April 30, 2024

First Baby Cured Of HIV Still In Remission 1 . 5 years Later

An HIV case first documented in a Mississippi baby 1 . 5 years ago is still proving that an antiviral treatment in early stages works well in not just treating herpes that causes AIDS, but additionally curing it.

Earlier this year, researchers from Johns Hopkins University (JHU) reported that a child born with HIV and given a series of antiviral drugs showed signs of remission within times of initial treatment. The kid was administered antiretroviral therapy (ART) for the next 1 . 5 years before ultimately being removed the drugs.

The researchers, led by Deborah Persaud, MD, of JHU, conducted a follow-up in late 2012 when the child was 23 months old and located that, after performing a battery of tests, the newborn was in full remission with no visible signs of HIV in the body. They presented their findings at the 2013 Conference on Retroviruses and Opportunistic Infections in Atlanta, Georgia.

Now, more than 6 months later, the same scientific study has conducted another follow-up and are happy to report that the kid, now Three years old, continues to be free of active infection 18 months in the end treatment ceased.

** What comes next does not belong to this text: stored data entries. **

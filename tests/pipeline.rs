//! End-to-end pipeline tests over the public service API.
//!
//! External capabilities are replaced with deterministic fakes. The mock
//! renderer encodes the page number into the raster width (100 + n), so
//! per-page behavior in later stages can key off dimensions.

use std::sync::Arc;

use image::{DynamicImage, GrayImage, Rgb, RgbImage};
use tokio::sync::mpsc;

use ocrpipe::capabilities::{
    OrientationClassifier, PageRenderer, RecognizedPage, TextRecognizer,
};
use ocrpipe::error::CapabilityError;
use ocrpipe::models::{
    BlockCoordinates, BoundingBox, LineCoordinates, PageImage, ParagraphCoordinates, WordBox,
};
use ocrpipe::services::{PipelineEvent, PipelinePhase};
use ocrpipe::{
    Document, InMemoryCoordinateStore, OcrService, PageSelection, PipelineError, RecognitionParams,
    Settings,
};

const PDF_BYTES: &[u8] = b"%PDF-1.4 fake";

fn page_width(page_num: u32) -> u32 {
    100 + page_num
}

/// Renders `total` white pages, width 100 + page number, height 140.
struct MockRenderer {
    total: u32,
}

impl PageRenderer for MockRenderer {
    fn page_count(&self, pdf: &[u8]) -> Result<u32, CapabilityError> {
        if !pdf.starts_with(b"%PDF") {
            return Err(CapabilityError::ExecutionFailed(
                "input is missing the %PDF signature".to_string(),
            ));
        }
        Ok(self.total)
    }

    fn render(
        &self,
        pdf: &[u8],
        _dpi: u32,
        _thread_hint: u32,
        range: Option<(Option<u32>, Option<u32>)>,
    ) -> Result<Vec<PageImage>, CapabilityError> {
        self.page_count(pdf)?;
        let (first, last) = match range {
            Some((start, end)) => (start.unwrap_or(1), end.unwrap_or(self.total)),
            None => (1, self.total),
        };
        Ok((first..=last)
            .map(|n| {
                let img = RgbImage::from_pixel(page_width(n), 140, Rgb([255, 255, 255]));
                PageImage::new(n, DynamicImage::ImageRgb8(img))
            })
            .collect())
    }
}

/// Always reports the same rotation and confidence.
struct MockClassifier {
    rotation: u16,
    confidence: f32,
}

impl OrientationClassifier for MockClassifier {
    fn classify(&self, _image: &GrayImage) -> Result<(u16, f32), CapabilityError> {
        Ok((self.rotation, self.confidence))
    }
}

/// Classifier that always errors; the stage must fail open.
struct BrokenClassifier;

impl OrientationClassifier for BrokenClassifier {
    fn classify(&self, _image: &GrayImage) -> Result<(u16, f32), CapabilityError> {
        Err(CapabilityError::ExecutionFailed("no signal".to_string()))
    }
}

/// Deterministic recognizer: text and word derive from the raster width.
/// Optionally fails for one page (identified by its encoded width) or
/// stalls to trip the document deadline.
struct MockRecognizer {
    fail_page: Option<u32>,
    delay_ms: u64,
}

impl MockRecognizer {
    fn ok() -> Self {
        Self {
            fail_page: None,
            delay_ms: 0,
        }
    }

    fn failing_on(page: u32) -> Self {
        Self {
            fail_page: Some(page),
            delay_ms: 0,
        }
    }
}

impl TextRecognizer for MockRecognizer {
    fn recognize(
        &self,
        image: &DynamicImage,
        _params: &RecognitionParams,
    ) -> Result<RecognizedPage, CapabilityError> {
        if self.delay_ms > 0 {
            std::thread::sleep(std::time::Duration::from_millis(self.delay_ms));
        }
        let page_num = image.width().saturating_sub(100);
        if self.fail_page == Some(page_num) {
            return Err(CapabilityError::ExecutionFailed(format!(
                "forced failure on page {}",
                page_num
            )));
        }

        let word = WordBox {
            text: format!("word{}", page_num),
            left: 10,
            top: 20,
            width: 40,
            height: 12,
            conf: 85,
        };
        let line = LineCoordinates {
            line_id: 1,
            text: word.text.clone(),
            bbox: word.bbox(),
            words: vec![word],
        };
        let bbox = line.bbox;
        Ok(RecognizedPage {
            text: format!("recognized text of page {}", page_num),
            confidence: 85.0,
            blocks: vec![BlockCoordinates {
                block_id: 1,
                bbox,
                paragraphs: vec![ParagraphCoordinates {
                    par_id: 1,
                    bbox,
                    lines: vec![line],
                }],
            }],
        })
    }
}

fn settings() -> Settings {
    let mut settings = Settings::default();
    settings.pipeline.workers = 2;
    settings
}

fn service(
    total_pages: u32,
    classifier: impl OrientationClassifier + 'static,
    recognizer: impl TextRecognizer + 'static,
) -> OcrService {
    service_with_settings(settings(), total_pages, classifier, recognizer)
}

fn service_with_settings(
    settings: Settings,
    total_pages: u32,
    classifier: impl OrientationClassifier + 'static,
    recognizer: impl TextRecognizer + 'static,
) -> OcrService {
    OcrService::with_capabilities(
        settings,
        Arc::new(MockRenderer { total: total_pages }),
        Arc::new(classifier),
        Arc::new(recognizer),
        Arc::new(InMemoryCoordinateStore::new()),
    )
}

fn document() -> Document {
    Document::new("sample.pdf", PDF_BYTES.to_vec())
}

fn no_rotation() -> MockClassifier {
    MockClassifier {
        rotation: 0,
        confidence: 99.0,
    }
}

fn params() -> RecognitionParams {
    RecognitionParams {
        languages: vec!["eng".to_string()],
        oem: 3,
        psm: 3,
    }
}

#[tokio::test]
async fn report_pages_follow_resolved_selection() {
    let service = service(5, no_rotation(), MockRecognizer::ok());
    let report = service
        .submit(document(), PageSelection::pages(vec![4, 1]), params())
        .await
        .unwrap();

    assert!(report.success);
    assert_eq!(report.total_pages, 5);
    let numbers: Vec<u32> = report.pages.iter().map(|p| p.page_number).collect();
    assert_eq!(numbers, vec![1, 4]);
    assert_eq!(report.config_used.pages, vec![1, 4]);
    assert_eq!(report.pages[0].text, "recognized text of page 1");
    assert_eq!(report.pages[1].text, "recognized text of page 4");
}

#[tokio::test]
async fn explicit_pages_override_range() {
    let service = service(5, no_rotation(), MockRecognizer::ok());
    let selection = PageSelection {
        pages: Some(vec![2, 5]),
        page_start: Some(1),
        page_end: Some(3),
    };
    let report = service.submit(document(), selection, params()).await.unwrap();
    assert_eq!(report.config_used.pages, vec![2, 5]);
}

#[tokio::test]
async fn resubmission_gets_fresh_id_and_identical_results() {
    let service = service(3, no_rotation(), MockRecognizer::ok());
    let first = service
        .submit(document(), PageSelection::all(), params())
        .await
        .unwrap();
    let second = service
        .submit(document(), PageSelection::all(), params())
        .await
        .unwrap();

    assert_ne!(first.doc_id, second.doc_id);
    let texts = |r: &ocrpipe::DocumentReport| {
        r.pages
            .iter()
            .map(|p| (p.text.clone(), p.confidence))
            .collect::<Vec<_>>()
    };
    assert_eq!(texts(&first), texts(&second));
}

#[tokio::test]
async fn low_confidence_rotation_is_not_applied() {
    let classifier = MockClassifier {
        rotation: 90,
        confidence: 1.0,
    };
    let service = service(1, classifier, MockRecognizer::ok());
    let report = service
        .submit(document(), PageSelection::all(), params())
        .await
        .unwrap();

    let page = &report.pages[0];
    assert_eq!(page.rotation_applied, 0);
    assert_eq!((page.width, page.height), (page_width(1), 140));
}

#[tokio::test]
async fn confident_rotation_is_applied_and_swaps_dimensions() {
    let classifier = MockClassifier {
        rotation: 90,
        confidence: 12.0,
    };
    let service = service(1, classifier, MockRecognizer::ok());
    let report = service
        .submit(document(), PageSelection::all(), params())
        .await
        .unwrap();

    let page = &report.pages[0];
    assert_eq!(page.rotation_applied, 90);
    assert_eq!((page.width, page.height), (140, page_width(1)));
}

#[tokio::test]
async fn classifier_failure_degrades_to_no_rotation() {
    let service = service(2, BrokenClassifier, MockRecognizer::ok());
    let report = service
        .submit(document(), PageSelection::all(), params())
        .await
        .unwrap();

    assert!(report.success);
    for page in &report.pages {
        assert_eq!(page.rotation_applied, 0);
        assert!(page.error.is_none());
    }
}

#[tokio::test]
async fn blank_pages_get_no_deskew() {
    let service = service(2, no_rotation(), MockRecognizer::ok());
    let report = service
        .submit(document(), PageSelection::all(), params())
        .await
        .unwrap();
    for page in &report.pages {
        assert_eq!(page.deskew_angle, 0.0);
    }
}

#[tokio::test]
async fn recognition_failure_is_isolated_to_its_page() {
    let service = service(3, no_rotation(), MockRecognizer::failing_on(2));
    let report = service
        .submit(document(), PageSelection::all(), params())
        .await
        .unwrap();

    assert!(report.success, "page failure must not fail the document");
    assert_eq!(report.pages.len(), 3);

    let failed = &report.pages[1];
    assert_eq!(failed.page_number, 2);
    assert!(failed.text.is_empty());
    assert_eq!(failed.confidence, 0.0);
    assert!(failed.error.is_some());

    for page in [&report.pages[0], &report.pages[2]] {
        assert!(page.error.is_none());
        assert!(!page.text.is_empty());
        assert!(page.confidence > 60.0);
    }

    // The stored coordinates mirror the degradation.
    let coords = service.coordinates(report.doc_id.as_deref().unwrap()).unwrap();
    assert_eq!(coords.pages.len(), 3);
    assert!(coords.pages[1].blocks.is_empty());
    assert_eq!(coords.pages[0].word_count(), 1);
}

#[tokio::test]
async fn renderer_failure_is_fatal() {
    let service = service(3, no_rotation(), MockRecognizer::ok());
    let bad = Document::new("broken.bin", b"GIF89a not a pdf".to_vec());
    let err = service
        .submit(bad, PageSelection::all(), params())
        .await
        .unwrap_err();
    assert!(matches!(err, PipelineError::InvalidDocument(_)));
}

#[tokio::test]
async fn out_of_range_selection_is_rejected_before_any_stage() {
    let service = service(3, no_rotation(), MockRecognizer::ok());
    let err = service
        .submit(document(), PageSelection::pages(vec![1, 7]), params())
        .await
        .unwrap_err();
    assert!(matches!(err, PipelineError::InvalidSelection(_)));
    assert_eq!(service.store_stats().document_count, 0);
}

#[tokio::test(flavor = "multi_thread", worker_threads = 2)]
async fn document_deadline_aborts_the_run() {
    let mut settings = settings();
    settings.pipeline.timeout_secs = 1;
    let recognizer = MockRecognizer {
        fail_page: None,
        delay_ms: 1800,
    };
    let service = service_with_settings(settings, 1, no_rotation(), recognizer);

    let err = service
        .submit(document(), PageSelection::all(), params())
        .await
        .unwrap_err();
    assert!(matches!(err, PipelineError::Timeout { .. }));
    assert_eq!(service.store_stats().document_count, 0);
}

#[tokio::test]
async fn coordinates_are_queryable_after_completion() {
    let service = service(2, no_rotation(), MockRecognizer::ok());
    let report = service
        .submit(document(), PageSelection::all(), params())
        .await
        .unwrap();

    let doc_id = report.doc_id.as_deref().unwrap();
    let coords = service.coordinates(doc_id).unwrap();
    assert_eq!(coords.doc_id, doc_id);
    let numbers: Vec<u32> = coords.pages.iter().map(|p| p.page_number).collect();
    assert_eq!(numbers, vec![1, 2]);
    let words = coords.pages[0].words();
    assert_eq!(words[0].text, "word1");
    assert_eq!(
        words[0].bbox(),
        BoundingBox {
            left: 10,
            top: 20,
            right: 50,
            bottom: 32
        }
    );

    assert!(service.coordinates("unknown-id").is_none());

    let stats = service.store_stats();
    assert_eq!(stats.document_count, 1);
    assert_eq!(stats.total_word_count, 2);
}

#[tokio::test]
async fn clean_single_page_scenario() {
    // A straight, level, high-contrast page: no corrections, good text.
    let service = service(1, no_rotation(), MockRecognizer::ok());
    let report = service
        .submit(document(), PageSelection::all(), params())
        .await
        .unwrap();

    let page = &report.pages[0];
    assert_eq!(page.rotation_applied, 0);
    assert_eq!(page.deskew_angle, 0.0);
    assert!(page.confidence > 60.0);
    assert!(!page.text.is_empty());
}

#[tokio::test]
async fn events_cover_every_phase_in_order() {
    let service = service(2, no_rotation(), MockRecognizer::ok());
    let (tx, mut rx) = mpsc::channel::<PipelineEvent>(100);

    let collector = tokio::spawn(async move {
        let mut events = Vec::new();
        while let Some(event) = rx.recv().await {
            events.push(event);
        }
        events
    });

    service
        .submit_with_events(document(), PageSelection::all(), params(), tx)
        .await
        .unwrap();
    let events = collector.await.unwrap();

    let phases: Vec<PipelinePhase> = events
        .iter()
        .filter_map(|e| match e {
            PipelineEvent::PhaseStarted { phase, .. } => Some(*phase),
            _ => None,
        })
        .collect();
    assert_eq!(
        phases,
        vec![
            PipelinePhase::Orientation,
            PipelinePhase::Skew,
            PipelinePhase::Recognition
        ]
    );
    assert!(matches!(events.first(), Some(PipelineEvent::SplitStarted { .. })));
    assert!(matches!(events.last(), Some(PipelineEvent::Completed { .. })));
}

A brand new set of the situation has been published in the Oct. 23 publication of the New England Journal of Medicine (NEJM).

“Our findings claim that this child’s remission isn’t a mere fluke however the likely consequence of aggressive and incredibly early therapy that could have prevented herpes from taking a hold in the child’s immune cells,” says Dr. Persaud, a virologist and pediatric HIV expert at Johns Hopkins Children’s Center (JHCC), that has been handling the situation because the child was born.

Persaud did about this case with immunologist Katherine Luzuriaga, MD, from the University of Massachusetts Medical School, and pediatrician Hannah Gay, MD, of the University of Mississippi Medical Center, who identified and treated the infant and continues to see the child.

“We’re thrilled the child remains off medication and it has no detectable virus replicating,” Gay says. “We’ve continued to follow along with the kid, obviously, and she or he continues to do very well. There isn’t any sign of the return of HIV, and we’ll continue to follow her for the long term.”

The child was created to an HIV-infected mother and was administered ART within 30 hours of birth. A series of tests within the subsequent days and weeks showed the ART was continuing to decrease the general existence of the virus within the child’s blood, until it reached undetectable levels 29 days after birth. At 18 months of age, the child was lost to follow-up for nearly five months, and ART stopped; however when checked to another five months, testing could still not detect virus in the bloodstream.

Persaud and colleagues say this one child’s experience provides “compelling evidence” that infants infected with HIV is capable of remission when ART begins within hours or times of birth or whenever infection begins. In line with the information from this case, a federally-funded study is placed to start in 2014 to check early-treatment ART to determine whether the approach is feasible for those HIV-infected newborns.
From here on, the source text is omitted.